Andrzej Żuławski obituary

This article is more than 8 years old

Uncompromising film director with a taste for depicting the extremes of human behaviour

Andrzej Żuławski, who has died of cancer aged 75, was one of the rare breed of film directors who refuse to compromise their singular vision for either commercial or ideological reasons. “I don’t make a concession to viewers,” he said, “these victims of life, who think that a film is made only for their enjoyment, and who know nothing about their own existence.”

This gives the impression that his films are austere, hermetic and inaccessible. Not so. They externalise high emotions and create a violent, nightmarish world, often tipping over into grotesque humour; they have strong, though unconventional, narrative structures; and they are shot with exceptional virtuosity. But most of his films travelled around the enclosed world of film festivals, only occasionally shown to the general public.

With characteristic disdain, Żuławski commented last year that “the only thing that I cannot sustain in cinema is boredom, this terrible boredom which assails European cinemas now, and these terrible festivals. Go to Cannes, you’ll die.” Yet his most celebrated film, Possession, was nominated for the Palme d’Or at Cannes in 1981, and he won the best director award for his final film, Cosmos (2015), at the Locarno film festival.

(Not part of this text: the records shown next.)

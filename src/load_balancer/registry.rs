//! Endpoint registry.
//!
//! # Responsibilities
//! - Hold the live endpoint set of one API
//! - Apply deploy/undeploy lifecycle events
//! - Answer candidate queries (availability, reference, tenant, primary/backup)
//! - Notify listeners of additions and removals
//!
//! # Design Decisions
//! - Copy-on-write snapshot (`ArcSwap`): readers never block and never see
//!   a partially-updated set
//! - Backups are only candidates when no primary is available

use std::sync::Arc;

use arc_swap::ArcSwap;
use tokio::sync::broadcast;

use crate::load_balancer::endpoint::Endpoint;
use crate::observability::metrics;

const EVENT_CAPACITY: usize = 64;

/// Registry change notification.
#[derive(Debug, Clone)]
pub enum RegistryEvent {
    Added(Arc<Endpoint>),
    Removed(Arc<Endpoint>),
}

/// Filter applied to candidate queries.
#[derive(Debug, Clone, Default)]
pub struct EndpointCriteria {
    /// Endpoint name or group name. `None` selects every endpoint.
    pub reference: Option<String>,
    /// Tenant of the gateway. `None` accepts every endpoint.
    pub tenant: Option<String>,
}

impl EndpointCriteria {
    pub fn reference(reference: impl Into<String>) -> Self {
        Self {
            reference: Some(reference.into()),
            tenant: None,
        }
    }

    fn accepts(&self, endpoint: &Endpoint) -> bool {
        self.reference
            .as_deref()
            .map_or(true, |r| endpoint.matches_reference(r))
            && endpoint.serves_tenant(self.tenant.as_deref())
    }
}

/// Live endpoint set of one API.
#[derive(Debug)]
pub struct EndpointRegistry {
    api_id: String,
    endpoints: ArcSwap<Vec<Arc<Endpoint>>>,
    events: broadcast::Sender<RegistryEvent>,
}

impl EndpointRegistry {
    /// Create an empty registry.
    pub fn new(api_id: impl Into<String>) -> Self {
        let (events, _) = broadcast::channel(EVENT_CAPACITY);
        Self {
            api_id: api_id.into(),
            endpoints: ArcSwap::from_pointee(Vec::new()),
            events,
        }
    }

    /// Create a registry with an initial endpoint set, in declaration order.
    pub fn with_endpoints(api_id: impl Into<String>, endpoints: Vec<Arc<Endpoint>>) -> Self {
        let registry = Self::new(api_id);
        for endpoint in endpoints {
            registry.on_deploy(endpoint);
        }
        registry
    }

    pub fn api_id(&self) -> &str {
        &self.api_id
    }

    /// Subscribe to registry changes.
    pub fn subscribe(&self) -> broadcast::Receiver<RegistryEvent> {
        self.events.subscribe()
    }

    /// Register an endpoint. An endpoint with the same name is replaced in place.
    pub fn on_deploy(&self, endpoint: Arc<Endpoint>) {
        let previous = self.endpoints.rcu(|current| {
            let mut next = Vec::with_capacity(current.len() + 1);
            let mut replaced = false;
            for e in current.iter() {
                if e.name() == endpoint.name() {
                    next.push(endpoint.clone());
                    replaced = true;
                } else {
                    next.push(e.clone());
                }
            }
            if !replaced {
                next.push(endpoint.clone());
            }
            next
        });

        if let Some(old) = previous.iter().find(|e| e.name() == endpoint.name()) {
            let _ = self.events.send(RegistryEvent::Removed(old.clone()));
        }
        tracing::info!(api = %self.api_id, endpoint = %endpoint.name(), group = %endpoint.group(), "Endpoint deployed");
        let _ = self.events.send(RegistryEvent::Added(endpoint));
        self.record_size();
    }

    /// Unregister an endpoint by name.
    pub fn on_undeploy(&self, name: &str) -> Option<Arc<Endpoint>> {
        let previous = self.endpoints.rcu(|current| {
            current
                .iter()
                .filter(|e| e.name() != name)
                .cloned()
                .collect::<Vec<_>>()
        });

        let removed = previous.iter().find(|e| e.name() == name).cloned();
        match &removed {
            Some(endpoint) => {
                tracing::info!(api = %self.api_id, endpoint = %name, "Endpoint undeployed");
                let _ = self.events.send(RegistryEvent::Removed(endpoint.clone()));
                self.record_size();
            }
            None => {
                tracing::debug!(api = %self.api_id, endpoint = %name, "Undeploy of unknown endpoint ignored");
            }
        }
        removed
    }

    /// Remove every endpoint (API undeploy).
    pub fn clear(&self) {
        let previous = self.endpoints.swap(Arc::new(Vec::new()));
        for endpoint in previous.iter() {
            let _ = self.events.send(RegistryEvent::Removed(endpoint.clone()));
        }
        self.record_size();
    }

    pub fn get(&self, name: &str) -> Option<Arc<Endpoint>> {
        self.endpoints.load().iter().find(|e| e.name() == name).cloned()
    }

    /// Consistent view of every registered endpoint.
    pub fn snapshot(&self) -> Arc<Vec<Arc<Endpoint>>> {
        self.endpoints.load_full()
    }

    pub fn len(&self) -> usize {
        self.endpoints.load().len()
    }

    pub fn is_empty(&self) -> bool {
        self.len() == 0
    }

    /// Available endpoints matching `criteria`, in registration order.
    /// Primaries win; backups are returned only when no primary is available.
    pub fn candidates(&self, criteria: &EndpointCriteria) -> Vec<Arc<Endpoint>> {
        let snapshot = self.endpoints.load();

        let (primaries, backups): (Vec<_>, Vec<_>) = snapshot
            .iter()
            .filter(|e| e.is_available() && criteria.accepts(e))
            .cloned()
            .partition(|e| e.is_primary());

        if primaries.is_empty() {
            backups
        } else {
            primaries
        }
    }

    fn record_size(&self) {
        metrics::record_endpoints_registered(&self.api_id, self.len());
    }
}

#[cfg(test)]
mod tests {
    use super::*;

    fn endpoint(name: &str, group: &str, backup: bool) -> Arc<Endpoint> {
        Arc::new(
            Endpoint::builder(name, "http://127.0.0.1:3000")
                .group(group)
                .primary(!backup)
                .build()
                .unwrap(),
        )
    }

    fn names(endpoints: &[Arc<Endpoint>]) -> Vec<&str> {
        endpoints.iter().map(|e| e.name()).collect()
    }

    #[test]
    fn test_unavailable_excluded() {
        let registry = EndpointRegistry::with_endpoints(
            "api",
            vec![endpoint("a", "default", false), endpoint("b", "default", false)],
        );
        registry.get("a").unwrap().set_available(false);

        let candidates = registry.candidates(&EndpointCriteria::default());
        assert_eq!(names(&candidates), vec!["b"]);
    }

    #[test]
    fn test_backup_only_without_primary() {
        let registry = EndpointRegistry::with_endpoints(
            "api",
            vec![endpoint("primary", "default", false), endpoint("backup", "default", true)],
        );
        let all = EndpointCriteria::default();
        assert_eq!(names(&registry.candidates(&all)), vec!["primary"]);

        registry.get("primary").unwrap().set_available(false);
        assert_eq!(names(&registry.candidates(&all)), vec!["backup"]);

        registry.get("primary").unwrap().set_available(true);
        assert_eq!(names(&registry.candidates(&all)), vec!["primary"]);
    }

    #[test]
    fn test_criteria_reference() {
        let registry = EndpointRegistry::with_endpoints(
            "api",
            vec![
                endpoint("a", "eu", false),
                endpoint("b", "eu", false),
                endpoint("c", "us", false),
            ],
        );

        assert_eq!(names(&registry.candidates(&EndpointCriteria::reference("eu"))), vec!["a", "b"]);
        assert_eq!(names(&registry.candidates(&EndpointCriteria::reference("c"))), vec!["c"]);
        assert!(registry.candidates(&EndpointCriteria::reference("unknown")).is_empty());
    }

    #[test]
    fn test_redeploy_replaces_in_place() {
        let registry = EndpointRegistry::with_endpoints(
            "api",
            vec![endpoint("a", "default", false), endpoint("b", "default", false)],
        );
        let mut events = registry.subscribe();

        registry.on_deploy(endpoint("a", "other", false));
        assert_eq!(registry.len(), 2);
        assert_eq!(names(&registry.snapshot()), vec!["a", "b"]);
        assert_eq!(registry.get("a").unwrap().group(), "other");

        assert!(matches!(events.try_recv(), Ok(RegistryEvent::Removed(e)) if e.group() == "default"));
        assert!(matches!(events.try_recv(), Ok(RegistryEvent::Added(e)) if e.group() == "other"));
    }

    #[test]
    fn test_undeploy_notifies() {
        let registry = EndpointRegistry::with_endpoints("api", vec![endpoint("a", "default", false)]);
        let mut events = registry.subscribe();

        assert!(registry.on_undeploy("missing").is_none());
        assert!(registry.on_undeploy("a").is_some());
        assert!(registry.is_empty());
        assert!(matches!(events.try_recv(), Ok(RegistryEvent::Removed(e)) if e.name() == "a"));
    }

    #[test]
    fn test_snapshot_is_stable() {
        let registry = EndpointRegistry::with_endpoints("api", vec![endpoint("a", "default", false)]);
        let snapshot = registry.snapshot();
        registry.on_deploy(endpoint("b", "default", false));
        registry.clear();

        assert_eq!(names(&snapshot), vec!["a"]);
        assert!(registry.is_empty());
    }
}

Żuławski was born in the Polish town of Lwów, now in Ukraine and then occupied by the Soviets. His father, Mirosław, was a writer and diplomat, who moved the family to France, where he was Polish envoy for Unesco immediately after the second world war. They then relocated to Czechoslovakia and, finally, Poland. Żuławski studied film direction at the renowned Institut des Hautes Etudes Cinématographiques in Paris, and then philosophy at both the University of Warsaw and the Sorbonne.

While still a student, Żuławski worked as assistant to Andrzej Wajda, Poland’s most widely known director, on the Holocaust drama Samson (1961). But Żuławski’s impressive feature film debut, The Third Part of the Night (1971), set in Nazi-occupied Warsaw, on which he used many of Wajda’s crew, seemed completely out of step with the films of his mentor. Wajda said: “I remember how shocked I was by this movie and how I took to it at the same time. It was certainly a new and an original voice in our Polish cinema.”

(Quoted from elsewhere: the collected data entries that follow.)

//! Keyed circuit breaker registry.
//!
//! # Responsibilities
//! - Resolve the breaker key of a call (API id, or subscription id)
//! - Create breakers lazily on first use, at most one per key
//!
//! # Design Decisions
//! - The scope is fixed at construction from `per_subscription`
//! - Calls without a subscription fall back to the API-wide breaker
//! - Lives as long as the API deployment; `clear` drops every state

use std::sync::Arc;

use dashmap::DashMap;

use crate::config::FailoverConfig;
use crate::context::{ExecutionContext, ATTR_SUBSCRIPTION_ID};
use crate::resilience::circuit_breaker::{BreakerSettings, CircuitBreaker};

/// How breaker keys are derived.
#[derive(Debug, Clone, Copy, PartialEq, Eq)]
pub enum BreakerScope {
    /// One breaker for the whole API.
    Api,
    /// One breaker per subscription id.
    Subscription,
}

#[derive(Debug)]
pub struct CircuitBreakerRegistry {
    api_id: String,
    scope: BreakerScope,
    settings: BreakerSettings,
    breakers: DashMap<String, Arc<CircuitBreaker>>,
}

impl CircuitBreakerRegistry {
    pub fn new(api_id: impl Into<String>, config: &FailoverConfig) -> Self {
        let scope = if config.per_subscription {
            BreakerScope::Subscription
        } else {
            BreakerScope::Api
        };
        Self {
            api_id: api_id.into(),
            scope,
            settings: BreakerSettings::from(config),
            breakers: DashMap::new(),
        }
    }

    pub fn api_id(&self) -> &str {
        &self.api_id
    }

    pub fn scope(&self) -> BreakerScope {
        self.scope
    }

    /// Breaker key for the call carried by `ctx`.
    pub fn key_for(&self, ctx: &ExecutionContext) -> String {
        match self.scope {
            BreakerScope::Api => self.api_id.clone(),
            BreakerScope::Subscription => ctx
                .attribute_str(ATTR_SUBSCRIPTION_ID)
                .map_or_else(|| self.api_id.clone(), str::to_string),
        }
    }

    /// Breaker for the call carried by `ctx`, created on first use.
    pub fn breaker_for(&self, ctx: &ExecutionContext) -> Arc<CircuitBreaker> {
        let key = self.key_for(ctx);
        if let Some(breaker) = self.breakers.get(&key) {
            return breaker.clone();
        }
        let created = key.clone();
        self.breakers
            .entry(key)
            .or_insert_with(|| {
                tracing::debug!(api = %self.api_id, breaker_key = %created, "Circuit breaker created");
                Arc::new(CircuitBreaker::new(created, self.settings))
            })
            .clone()
    }

    pub fn get(&self, key: &str) -> Option<Arc<CircuitBreaker>> {
        self.breakers.get(key).map(|b| b.clone())
    }

    pub fn len(&self) -> usize {
        self.breakers.len()
    }

    pub fn is_empty(&self) -> bool {
        self.breakers.is_empty()
    }

    pub fn clear(&self) {
        self.breakers.clear();
    }
}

Already Żuławski’s taste for depicting the extremes of human behaviour was evident. The film contains a graphic sequence of a woman giving birth without any medical assistance, and a Nazi vaccine laboratory, where Jews and members of the resistance are exposed to typhus-infected lice. This was taken as a grotesque invention on the part of the director, though it was based on fact.

His second feature, The Devil (1972), punctuated with rape, torture, hysteria, bloodshed and sex, proved that Żuławski sometimes failed to know how far to go. Set against a snowy, war-torn landscape during the Prussian invasion of Poland in the 18th century, it was too plainly seen as an allegory of the repressive contemporary communist regime in Poland, and was promptly banned.

Żuławski moved to France, where he made L’Important C’est d’Aimer (The Important Thing Is Love, 1975) which he wrote for the German actor Romy Schneider. In her César-winning role, Schneider plays a star of erotic movies torn between two men, her husband and a photographer who tries to help her career. This febrile and painful study of three emotionally damaged people is conveyed by a restless, constantly roving handheld camera and unblinking closeups.

After its relatively successful box-office takings, Żuławski returned to Poland in 1977 to make On the Silver Globe, an allegorical science-fiction drama. But after he had finished about 80 per cent of the shooting, the authorities ordered him to abandon the picture. Luckily, much of the film was spared, and Żuławski was able to complete the film in 1988 from spare footage, and using voiceover commentary for the missing parts.

Meanwhile, on the principle that nothing succeeds like excess, he shot Possession, a visceral tale of a marriage break-up in which the couple (Isabelle Adjani and Sam Neill) are possessed by demons, both literal and figurative. Notable is the sequence in which Adjani freaks out in the Berlin metro, throws herself against the walls and apparently miscarries. It is like an aria in an atonal opera.

La Femme Publique (The Public Woman, 1984) tells of a model who gets a role in a film adaptation of Dostoevsky’s The Possessed, and is dominated by a tyrannical director. Cleverly teetering on the boundaries of an exploitation movie, it has been seen as obliquely autobiographical.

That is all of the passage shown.